Figure 2. Four common (N, R, W) configurations for N = 3 and what each one buys. The R + W > N rule is the structural guarantee of strong consistency; choosing R + W <= N picks fast, always-available, possibly-stale operations. The store exposes (R, W) per request precisely so each operation can sit at a different point on the latency-consistency trade-off.

The guarantee is structural. The latest write touches at least W replicas; a read touches at least R replicas; R + W > N forces the two sets to overlap by at least one replica, so a read always observes the latest write. Choosing R + W <= N picks faster, more available operations that may see stale data - perfectly acceptable for a shopping cart, unacceptable for an idempotency-key check.

A senior answer enumerates the trade-offs: higher W means slower writes and lower write availability (more replicas must be up); higher R means slower reads; choosing both small means the system is always-writable, always-readable, and sometimes wrong. The right knob depends on the operation, and the store exposes it precisely so each call can choose.

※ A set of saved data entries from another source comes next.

//! Format decoders, one [`Loader`] per supported file type.

pub mod bmfont;
pub mod cue;
#[cfg(feature = "images")]
pub mod image;
pub mod mtl;
pub mod obj;
pub mod particle;
pub mod sprite;
pub mod tokenizer;
#[cfg(feature = "truetype")]
pub mod ttf;
#[cfg(feature = "vorbis")]
pub mod vorbis;
pub mod wave;

use std::rc::Rc;

use super::loader::Loader;

pub use bmfont::BmFontLoader;
pub use cue::CueLoader;
#[cfg(feature = "images")]
pub use self::image::ImageLoader;
pub use mtl::MtlLoader;
pub use obj::ObjLoader;
pub use particle::ParticleSystemLoader;
pub use sprite::SpriteLoader;
#[cfg(feature = "truetype")]
pub use ttf::TtfLoader;
#[cfg(feature = "vorbis")]
pub use vorbis::VorbisLoader;
pub use wave::WaveLoader;

/// One instance of every built-in loader. Image, Vorbis and TrueType
/// decoding depend on the `images`, `vorbis` and `truetype` features.
///
/// The TrueType and Vorbis loaders come after the bitmap font and WAV
/// loaders of the same kind and only accept their own file signatures.
pub fn default_loaders() -> Vec<Rc<dyn Loader>> {
    let mut loaders: Vec<Rc<dyn Loader>> = vec![
        Rc::new(BmFontLoader),
        Rc::new(CueLoader),
        Rc::new(MtlLoader),
        Rc::new(ObjLoader),
        Rc::new(ParticleSystemLoader),
        Rc::new(SpriteLoader),
        Rc::new(WaveLoader),
    ];
    #[cfg(feature = "images")]
    loaders.push(Rc::new(ImageLoader));
    #[cfg(feature = "truetype")]
    loaders.push(Rc::new(TtfLoader));
    #[cfg(feature = "vorbis")]
    loaders.push(Rc::new(VorbisLoader));
    loaders
}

Part C - Vector clocks and sibling resolution

Without coordination on every write, two replicas can accept writes to the same key concurrently and produce conflicting versions. The store must be able to tell which case it is in:

  1. One version happened after the other - keep the later one.
  2. The versions happened concurrently - neither is more authoritative.

A vector clock is a map from node ID to a per-node counter, attached to every value. When a replica accepts a write, it increments its own entry. Comparing two clocks:

  • If clock A's entries are all >= clock B's, and at least one is strictly greater, A causally follows B - keep A, discard B.
  • Otherwise the writes are concurrent; both versions are kept as siblings, and a subsequent read returns both. The client merges them per its domain - the canonical example is a shopping cart whose merge is the union of items.
sequenceDiagram
    participant C1 as Client 1
    participant C2 as Client 2
    participant N1 as Node A
    participant N2 as Node B
 
    Note over N1,N2: clock for key K starts: {}
    C1->>N1: put K = "cart with [book]"
    N1-->>C1: ok, clock {A:1}
    Note over N1,N2: network partition - replicas diverge
    C2->>N2: put K = "cart with [pen]" (saw {})
    N2-->>C2: ok, clock {B:1}
    Note over N1,N2: partition heals
    C1->>N1: get K
    N1-->>C1: SIBLINGS: ["cart with [book]" @ {A:1}, "cart with [pen]" @ {B:1}]
    Note over C1: merge by union -> "cart with [book, pen]"
    C1->>N1: put K = "cart with [book, pen]" (context: {A:1, B:1})
    N1-->>C1: ok, clock {A:2, B:1}

Figure 3. Vector clocks in action across a partition. Two clients write to different replicas while the partition isolates them; on heal, neither clock dominates the other, so both versions are kept as siblings and returned to the next reader to merge. The shopping-cart-merge-by-union is the canonical Dynamo example - LWW would have silently dropped one of the puts.

The alternative - last-write-wins by timestamp - is simpler but silently drops data whenever clocks drift or two writes are truly simultaneous. For values where merging is genuinely impossible, LWW is the only option; for everything else, vector clocks preserve the information and let the application do the right thing.

Part D - Sloppy quorum and hinted handoff

A strict quorum fails when fewer than W intended replicas are reachable, which contradicts "always writable". A sloppy quorum instead promotes the next live node further along the ring into the write set: that node accepts the write as a hint, marked as held on behalf of the intended owner. When the owner recovers, the hint is handed off - delivered, then deleted from the temporary holder.

The trade-off is explicit: data is briefly stored at the "wrong" node, and a read that does not include the hinting node can miss the most recent write. The system is always writable in exchange for that brief misplacement, and anti-entropy ensures the durable state converges.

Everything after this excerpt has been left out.